_Activity_:
Filter these records by the string "html", copying each line that holds it.

# # # # # # #

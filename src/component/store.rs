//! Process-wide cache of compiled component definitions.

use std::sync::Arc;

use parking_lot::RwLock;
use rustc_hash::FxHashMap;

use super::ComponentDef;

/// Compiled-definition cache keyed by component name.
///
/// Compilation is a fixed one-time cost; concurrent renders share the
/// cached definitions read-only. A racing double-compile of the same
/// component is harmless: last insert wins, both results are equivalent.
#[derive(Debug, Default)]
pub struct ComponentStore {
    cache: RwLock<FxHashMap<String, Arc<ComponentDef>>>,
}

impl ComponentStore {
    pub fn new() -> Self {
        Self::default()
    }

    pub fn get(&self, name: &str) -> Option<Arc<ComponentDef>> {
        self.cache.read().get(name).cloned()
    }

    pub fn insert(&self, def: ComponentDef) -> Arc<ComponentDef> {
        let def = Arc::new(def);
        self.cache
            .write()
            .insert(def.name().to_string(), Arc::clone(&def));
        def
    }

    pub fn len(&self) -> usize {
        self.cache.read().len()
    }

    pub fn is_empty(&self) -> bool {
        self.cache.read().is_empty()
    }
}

# # # # # # #

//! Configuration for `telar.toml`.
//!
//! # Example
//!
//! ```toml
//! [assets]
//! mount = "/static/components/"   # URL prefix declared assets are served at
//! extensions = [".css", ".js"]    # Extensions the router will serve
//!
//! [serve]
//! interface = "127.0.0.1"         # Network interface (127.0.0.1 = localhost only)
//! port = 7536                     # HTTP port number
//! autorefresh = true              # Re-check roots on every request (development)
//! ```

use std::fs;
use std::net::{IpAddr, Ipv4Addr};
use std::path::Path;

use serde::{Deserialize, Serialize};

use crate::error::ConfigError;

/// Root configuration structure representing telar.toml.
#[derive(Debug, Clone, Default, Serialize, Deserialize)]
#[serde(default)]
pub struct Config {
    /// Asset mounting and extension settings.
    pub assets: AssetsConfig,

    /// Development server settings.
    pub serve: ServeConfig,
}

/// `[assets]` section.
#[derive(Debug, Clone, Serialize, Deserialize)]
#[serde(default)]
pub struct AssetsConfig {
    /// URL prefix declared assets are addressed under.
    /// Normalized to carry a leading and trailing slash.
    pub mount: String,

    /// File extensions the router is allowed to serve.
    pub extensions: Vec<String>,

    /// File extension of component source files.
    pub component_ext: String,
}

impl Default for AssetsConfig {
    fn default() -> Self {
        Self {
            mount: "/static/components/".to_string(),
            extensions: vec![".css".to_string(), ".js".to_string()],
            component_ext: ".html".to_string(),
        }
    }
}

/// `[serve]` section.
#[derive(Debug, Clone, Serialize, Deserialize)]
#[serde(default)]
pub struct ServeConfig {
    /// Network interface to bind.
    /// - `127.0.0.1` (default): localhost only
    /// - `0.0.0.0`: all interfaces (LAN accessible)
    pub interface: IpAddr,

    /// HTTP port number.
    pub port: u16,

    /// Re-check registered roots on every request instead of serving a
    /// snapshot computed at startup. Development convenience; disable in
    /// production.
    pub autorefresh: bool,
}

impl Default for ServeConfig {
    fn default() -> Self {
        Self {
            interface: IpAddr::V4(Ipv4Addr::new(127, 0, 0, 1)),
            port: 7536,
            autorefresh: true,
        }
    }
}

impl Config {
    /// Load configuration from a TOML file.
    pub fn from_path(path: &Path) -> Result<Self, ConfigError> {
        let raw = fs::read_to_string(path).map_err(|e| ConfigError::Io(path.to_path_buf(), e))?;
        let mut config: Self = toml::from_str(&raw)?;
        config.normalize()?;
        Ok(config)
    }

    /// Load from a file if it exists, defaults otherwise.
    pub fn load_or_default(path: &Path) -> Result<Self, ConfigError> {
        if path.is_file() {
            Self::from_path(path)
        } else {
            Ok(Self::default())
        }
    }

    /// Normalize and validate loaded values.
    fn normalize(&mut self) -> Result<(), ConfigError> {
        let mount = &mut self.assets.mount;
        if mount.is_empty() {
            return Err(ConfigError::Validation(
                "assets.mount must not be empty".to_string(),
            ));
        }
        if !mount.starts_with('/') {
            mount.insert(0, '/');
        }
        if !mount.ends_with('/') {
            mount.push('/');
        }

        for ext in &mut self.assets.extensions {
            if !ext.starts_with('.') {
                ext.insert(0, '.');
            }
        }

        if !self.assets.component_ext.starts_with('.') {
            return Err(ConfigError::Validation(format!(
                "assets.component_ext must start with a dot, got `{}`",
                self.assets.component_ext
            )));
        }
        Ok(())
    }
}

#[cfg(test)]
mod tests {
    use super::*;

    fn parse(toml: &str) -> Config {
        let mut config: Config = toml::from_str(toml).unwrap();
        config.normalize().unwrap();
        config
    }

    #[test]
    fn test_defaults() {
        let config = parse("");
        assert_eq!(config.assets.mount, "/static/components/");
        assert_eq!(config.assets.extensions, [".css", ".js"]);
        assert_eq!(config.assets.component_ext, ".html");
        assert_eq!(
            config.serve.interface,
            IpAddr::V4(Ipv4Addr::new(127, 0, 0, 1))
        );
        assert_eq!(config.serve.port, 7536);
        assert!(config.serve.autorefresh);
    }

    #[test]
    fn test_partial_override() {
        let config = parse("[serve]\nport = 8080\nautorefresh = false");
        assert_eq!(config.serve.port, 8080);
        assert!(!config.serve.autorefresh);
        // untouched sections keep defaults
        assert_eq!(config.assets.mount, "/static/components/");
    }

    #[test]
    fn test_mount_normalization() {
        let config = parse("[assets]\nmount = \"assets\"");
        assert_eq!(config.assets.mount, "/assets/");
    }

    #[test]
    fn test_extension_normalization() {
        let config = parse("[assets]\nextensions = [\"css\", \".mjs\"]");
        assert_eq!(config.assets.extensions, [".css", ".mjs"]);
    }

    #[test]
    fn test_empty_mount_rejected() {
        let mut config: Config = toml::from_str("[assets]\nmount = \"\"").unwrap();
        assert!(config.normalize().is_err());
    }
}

# # # # # # #

_Response to this exercise_:
            component_ext: ".html".to_string(),
        assert_eq!(config.assets.component_ext, ".html");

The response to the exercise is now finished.